# What is expected
A line below contains "let tokenized = language.tokenize(src, options);", and a later one contains "and contain comments.". Repeat both, with every line between them, exactly.
..............................
//! Call-site extraction.
//!
//! Walks a token stream looking for the translation markers and captures the
//! first argument when it is a single literal string:
//!
//! - `t("text")`, `pt("text")`: translate / echo-and-translate
//! - `td("text")`, `ptd("text")`: dynamic variants
//!
//! Non-literal arguments (`t(name)`, `t("a" + b)`, interpolated strings) are
//! skipped without a diagnostic: they are not translatable at scan time.

pub mod unescape;

use super::language::{Family, Language, SourceLanguage};
use super::tokenizer::{LexicalDiagnostic, Token, TokenKind, TokenizerOptions};

/// Function names whose first literal argument is a translatable string.
pub const MARKERS: [&str; 4] = ["t", "pt", "td", "ptd"];

/// A literal string argument found at one call site.
#[derive(Debug, Clone, PartialEq, Eq, Hash)]
pub struct DiscoveredString {
    pub text: String,
    /// Path relative to the scan root, `/`-separated.
    pub file: String,
    /// Line of the marker name.
    pub line: usize,
    pub family: Family,
}

/// Everything extracted from one file.
#[derive(Debug, Default)]
pub struct FileExtraction {
    pub strings: Vec<DiscoveredString>,
    pub diagnostics: Vec<LexicalDiagnostic>,
}

/// Tokenizes `src` and extracts its call sites.
pub fn extract_source(language: Language, src: &str, file: &str, unicode: bool) -> FileExtraction {
    let options = TokenizerOptions {
        unicode,
        ..TokenizerOptions::default()
    };
    let tokenized = language.tokenize(src, options);
    FileExtraction {
        strings: extract_calls(language, &tokenized.tokens, file),
        diagnostics: tokenized.diagnostics,
    }
}

/// Extracts call sites from an already tokenized buffer. Trivia tokens are
/// ignored, so calls may span lines and contain comments.
pub fn extract_calls(language: Language, tokens: &[Token], file: &str) -> Vec<DiscoveredString> {
    let significant: Vec<&Token> = tokens.iter().filter(|t| !t.kind.is_trivia()).collect();
    let mut found = Vec::new();

    for (i, token) in significant.iter().enumerate() {
        if token.kind != TokenKind::Identifier || !MARKERS.contains(&token.lexeme.as_str()) {
            continue;
        }
        if i > 0 && language.blocks_call(significant[i - 1]) {
            continue;
        }
        let Some([open, literal, close]) = significant.get(i + 1..i + 4) else {
            continue;
        };
        if !open.is_punct("(") || !(close.is_punct(",") || close.is_punct(")")) {
            continue;
        }
        let Some(text) = language.literal_text(literal) else {
            continue;
        };
        if text.is_empty() {
            continue;
        }

        found.push(DiscoveredString {
            text,
            file: file.to_string(),
            line: token.line,
            family: language.family(),
        });
    }

    found
}

#[cfg(test)]
mod tests {
    use super::*;
    use crate::core::language::{JavaScript, Php};
    use pretty_assertions::assert_eq;

    fn texts(language: Language, src: &str) -> Vec<(String, usize)> {
        extract_source(language, src, "file", true)
            .strings
            .into_iter()
            .map(|s| (s.text, s.line))
            .collect()
    }

    fn js(src: &str) -> Vec<(String, usize)> {
        texts(Language::JavaScript(JavaScript), src)
    }

    fn php(src: &str) -> Vec<(String, usize)> {
        texts(Language::Php(Php), src)
    }

    #[test]
    fn test_all_markers_are_recognized() {
        let found = js("t('a'); pt('b'); td('c', x); ptd(\"d\");");
        let texts: Vec<_> = found.into_iter().map(|(text, _)| text).collect();
        assert_eq!(texts, vec!["a", "b", "c", "d"]);
    }

    #[test]
    fn test_php_byte_escapes_decode_as_utf8() {
        let found = php("<?php t(\"caf\\xC3\\xA9\"); t(\"\\303\\251\");");
        let texts: Vec<_> = found.into_iter().map(|(text, _)| text).collect();
        assert_eq!(texts, vec!["café", "é"]);
    }

    #[test]
    fn test_non_literal_arguments_are_skipped() {
        let found = js("t(name); t('a' + b); t(`x ${y}`); t(); tt('no'); t('');");
        assert!(found.is_empty());
    }

    #[test]
    fn test_member_and_declaration_contexts_are_skipped() {
        let found = js("obj.t('a'); obj?.t('b'); function t(x) {} new t('c'); t('d');");
        assert_eq!(found, vec![("d".to_string(), 1)]);
    }

    #[test]
    fn test_call_spanning_lines_reports_marker_line() {
        let found = js("var x = 1;\nt(\n  // hint\n  'Hello'\n);");
        assert_eq!(found, vec![("Hello".to_string(), 2)]);
    }

    #[test]
    fn test_strings_in_comments_and_patterns_are_ignored() {
        let found = js("// t('no')\n/* t('no') */ var r = /t('no')/; t('yes');");
        assert_eq!(found, vec![("yes".to_string(), 2)]);
    }

    #[test]
    fn test_php_call_sites() {
        let src = "<h1><?php pt('Title'); ?></h1>\n<?php\n$this->t('no');\nself::t('no');\necho t(\"Hi \\\"you\\\"\", $x);\nt(\"Hi $name\");\n";
        assert_eq!(
            php(src),
            vec![("Title".to_string(), 1), ("Hi \"you\"".to_string(), 5)]
        );
    }

    #[test]
    fn test_php_markup_is_not_code() {
        assert!(php("<p>t('not code')</p>").is_empty());
    }

    #[test]
    fn test_family_follows_language() {
        let client = extract_source(Language::JavaScript(JavaScript), "t('a')", "a.js", true);
        let server = extract_source(Language::Php(Php), "<?php t('a');", "a.php", true);
        assert_eq!(client.strings[0].family, Family::Client);
        assert_eq!(server.strings[0].family, Family::Server);
        assert_eq!(server.strings[0].file, "a.php");
    }
}
//! Supported source language families.
//!
//! Each family pairs a tokenizer with the rules for reading literal text and
//! recognizing call sites. Dispatch goes through `enum_dispatch` so the tree
//! walker can hold a plain `Language` value per file.

use std::{fmt, path::Path};

use enum_dispatch::enum_dispatch;
use serde::{Deserialize, Serialize};

use super::extract::unescape;
use super::tokenizer::{JsTokenizer, PhpTokenizer, Token, TokenKind, Tokenized, TokenizerOptions};

/// Where a string was found: server side code or client side code.
#[derive(Debug, Clone, Copy, PartialEq, Eq, PartialOrd, Ord, Hash, Serialize, Deserialize)]
#[serde(rename_all = "lowercase")]
pub enum Family {
    Server,
    Client,
}

impl fmt::Display for Family {
    fn fmt(&self, f: &mut fmt::Formatter<'_>) -> fmt::Result {
        match self {
            Family::Server => write!(f, "server"),
            Family::Client => write!(f, "client"),
        }
    }
}

#[enum_dispatch]
pub trait SourceLanguage {
    fn family(&self) -> Family;

    /// File extensions (lowercase, without dot) handled by this language.
    fn extensions(&self) -> &'static [&'static str];

    fn tokenize(&self, src: &str, options: TokenizerOptions) -> Tokenized;

    /// Runtime value of a literal token, `None` for anything that is not a
    /// fixed string.
    fn literal_text(&self, token: &Token) -> Option<String>;

    /// Whether `previous` turns a following marker name into something other
    /// than a plain function call (member access, declaration).
    fn blocks_call(&self, previous: &Token) -> bool;
}

#[derive(Debug, Clone, Copy, PartialEq, Eq)]
pub struct JavaScript;

#[derive(Debug, Clone, Copy, PartialEq, Eq)]
pub struct Php;

impl SourceLanguage for JavaScript {
    fn family(&self) -> Family {
        Family::Client
    }

    fn extensions(&self) -> &'static [&'static str] {
        &["js"]
    }

    fn tokenize(&self, src: &str, options: TokenizerOptions) -> Tokenized {
        JsTokenizer::new(src, options).tokenize()
    }

    fn literal_text(&self, token: &Token) -> Option<String> {
        unescape::js_literal(token)
    }

    fn blocks_call(&self, previous: &Token) -> bool {
        match previous.kind {
            TokenKind::Punctuator => matches!(previous.lexeme.as_str(), "." | "?."),
            TokenKind::Keyword => previous.is_keyword("function") || previous.is_keyword("new"),
            _ => false,
        }
    }
}

impl SourceLanguage for Php {
    fn family(&self) -> Family {
        Family::Server
    }

    fn extensions(&self) -> &'static [&'static str] {
        &["php"]
    }

    fn tokenize(&self, src: &str, options: TokenizerOptions) -> Tokenized {
        PhpTokenizer::new(src, options).tokenize()
    }

    fn literal_text(&self, token: &Token) -> Option<String> {
        unescape::php_literal(token)
    }

    fn blocks_call(&self, previous: &Token) -> bool {
        match previous.kind {
            TokenKind::Punctuator => matches!(previous.lexeme.as_str(), "->" | "?->" | "::"),
            TokenKind::Keyword => previous.is_keyword("function") || previous.is_keyword("new"),
            _ => false,
        }
    }
}

#[enum_dispatch(SourceLanguage)]
#[derive(Debug, Clone, Copy, PartialEq, Eq)]
pub enum Language {
    JavaScript(JavaScript),
    Php(Php),
}

impl Language {
    pub const ALL: [Language; 2] = [Language::JavaScript(JavaScript), Language::Php(Php)];

    /// Language handling files with this extension (case-insensitive).
    pub fn for_extension(extension: &str) -> Option<Language> {
        Self::ALL.into_iter().find(|language| {
            language
                .extensions()
                .iter()
                .any(|ext| ext.eq_ignore_ascii_case(extension))
        })
    }

    pub fn for_path(path: &Path) -> Option<Language> {
        Self::for_extension(path.extension()?.to_str()?)
    }
}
..............................
# Exercise result
    let tokenized = language.tokenize(src, options);
    FileExtraction {
        strings: extract_calls(language, &tokenized.tokens, file),
        diagnostics: tokenized.diagnostics,
    }
}

/// Extracts call sites from an already tokenized buffer. Trivia tokens are
/// ignored, so calls may span lines and contain comments.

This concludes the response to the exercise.